**Excerpted data**.
++++
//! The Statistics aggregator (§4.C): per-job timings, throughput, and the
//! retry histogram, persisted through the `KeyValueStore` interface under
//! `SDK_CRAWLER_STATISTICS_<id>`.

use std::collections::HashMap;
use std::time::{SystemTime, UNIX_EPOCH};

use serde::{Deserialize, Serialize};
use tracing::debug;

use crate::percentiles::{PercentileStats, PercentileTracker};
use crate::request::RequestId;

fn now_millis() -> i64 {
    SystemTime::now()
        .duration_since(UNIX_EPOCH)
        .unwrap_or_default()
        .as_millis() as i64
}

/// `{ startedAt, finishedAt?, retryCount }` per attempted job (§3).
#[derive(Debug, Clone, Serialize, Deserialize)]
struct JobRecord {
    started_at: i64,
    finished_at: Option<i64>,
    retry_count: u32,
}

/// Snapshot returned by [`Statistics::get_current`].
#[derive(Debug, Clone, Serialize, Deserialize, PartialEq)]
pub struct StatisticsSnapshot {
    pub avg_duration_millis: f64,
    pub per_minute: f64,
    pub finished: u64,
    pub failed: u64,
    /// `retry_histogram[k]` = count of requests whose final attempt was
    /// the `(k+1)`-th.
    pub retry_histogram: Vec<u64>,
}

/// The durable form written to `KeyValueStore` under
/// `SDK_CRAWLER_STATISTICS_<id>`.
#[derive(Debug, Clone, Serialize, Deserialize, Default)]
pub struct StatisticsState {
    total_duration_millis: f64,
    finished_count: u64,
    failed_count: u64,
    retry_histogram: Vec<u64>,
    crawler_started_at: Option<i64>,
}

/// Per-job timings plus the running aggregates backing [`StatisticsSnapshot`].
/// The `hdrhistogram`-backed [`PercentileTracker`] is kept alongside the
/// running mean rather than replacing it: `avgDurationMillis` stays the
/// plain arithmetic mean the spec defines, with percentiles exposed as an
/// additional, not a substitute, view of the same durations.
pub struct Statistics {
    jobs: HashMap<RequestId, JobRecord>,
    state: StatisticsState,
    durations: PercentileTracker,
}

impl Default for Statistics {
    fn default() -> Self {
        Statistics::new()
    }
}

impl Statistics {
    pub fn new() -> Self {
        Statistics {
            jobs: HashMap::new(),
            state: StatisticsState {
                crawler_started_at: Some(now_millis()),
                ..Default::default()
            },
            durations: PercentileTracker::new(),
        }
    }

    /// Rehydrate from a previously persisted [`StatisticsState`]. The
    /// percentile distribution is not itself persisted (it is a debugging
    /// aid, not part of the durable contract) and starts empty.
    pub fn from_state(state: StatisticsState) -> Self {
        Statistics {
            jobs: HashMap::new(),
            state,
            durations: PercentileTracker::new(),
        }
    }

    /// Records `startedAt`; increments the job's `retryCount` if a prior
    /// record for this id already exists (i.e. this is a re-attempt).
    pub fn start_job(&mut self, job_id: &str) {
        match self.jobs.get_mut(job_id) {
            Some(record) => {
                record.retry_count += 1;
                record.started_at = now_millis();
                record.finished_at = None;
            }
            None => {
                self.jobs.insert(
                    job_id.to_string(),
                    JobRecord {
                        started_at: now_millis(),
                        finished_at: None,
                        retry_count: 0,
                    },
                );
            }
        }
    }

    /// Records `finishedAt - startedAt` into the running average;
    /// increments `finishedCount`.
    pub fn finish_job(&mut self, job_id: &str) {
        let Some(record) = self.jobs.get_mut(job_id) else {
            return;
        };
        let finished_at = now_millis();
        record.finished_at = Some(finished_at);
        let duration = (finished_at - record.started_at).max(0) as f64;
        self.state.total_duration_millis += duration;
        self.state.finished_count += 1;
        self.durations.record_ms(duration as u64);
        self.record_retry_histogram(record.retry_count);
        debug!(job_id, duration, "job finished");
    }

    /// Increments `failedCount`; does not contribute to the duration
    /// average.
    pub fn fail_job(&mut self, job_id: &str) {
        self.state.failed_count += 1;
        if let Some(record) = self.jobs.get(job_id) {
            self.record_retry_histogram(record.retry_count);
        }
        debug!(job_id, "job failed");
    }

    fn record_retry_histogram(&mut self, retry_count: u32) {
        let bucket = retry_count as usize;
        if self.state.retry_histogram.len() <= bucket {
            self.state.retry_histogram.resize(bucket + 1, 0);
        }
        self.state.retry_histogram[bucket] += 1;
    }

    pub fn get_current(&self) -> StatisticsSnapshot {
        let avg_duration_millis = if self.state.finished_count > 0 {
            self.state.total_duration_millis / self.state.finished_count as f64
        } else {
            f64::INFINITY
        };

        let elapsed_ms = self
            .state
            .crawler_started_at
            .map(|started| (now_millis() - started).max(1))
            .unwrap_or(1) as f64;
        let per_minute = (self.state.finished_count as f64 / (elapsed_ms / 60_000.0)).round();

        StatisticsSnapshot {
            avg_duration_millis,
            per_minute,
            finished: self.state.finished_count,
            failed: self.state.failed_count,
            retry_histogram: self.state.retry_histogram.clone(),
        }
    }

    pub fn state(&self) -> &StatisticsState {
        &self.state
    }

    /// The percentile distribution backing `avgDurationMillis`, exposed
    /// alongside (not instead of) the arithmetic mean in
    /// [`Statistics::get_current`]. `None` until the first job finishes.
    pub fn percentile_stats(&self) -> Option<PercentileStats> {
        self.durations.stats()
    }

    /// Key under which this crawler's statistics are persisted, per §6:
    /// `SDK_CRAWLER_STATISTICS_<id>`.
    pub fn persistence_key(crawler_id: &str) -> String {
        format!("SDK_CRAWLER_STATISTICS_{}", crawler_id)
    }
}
++++
**Your task**. Only a number is expected here: the count of lines in the records above that include the word "startedAt".

**Exercise output**. 3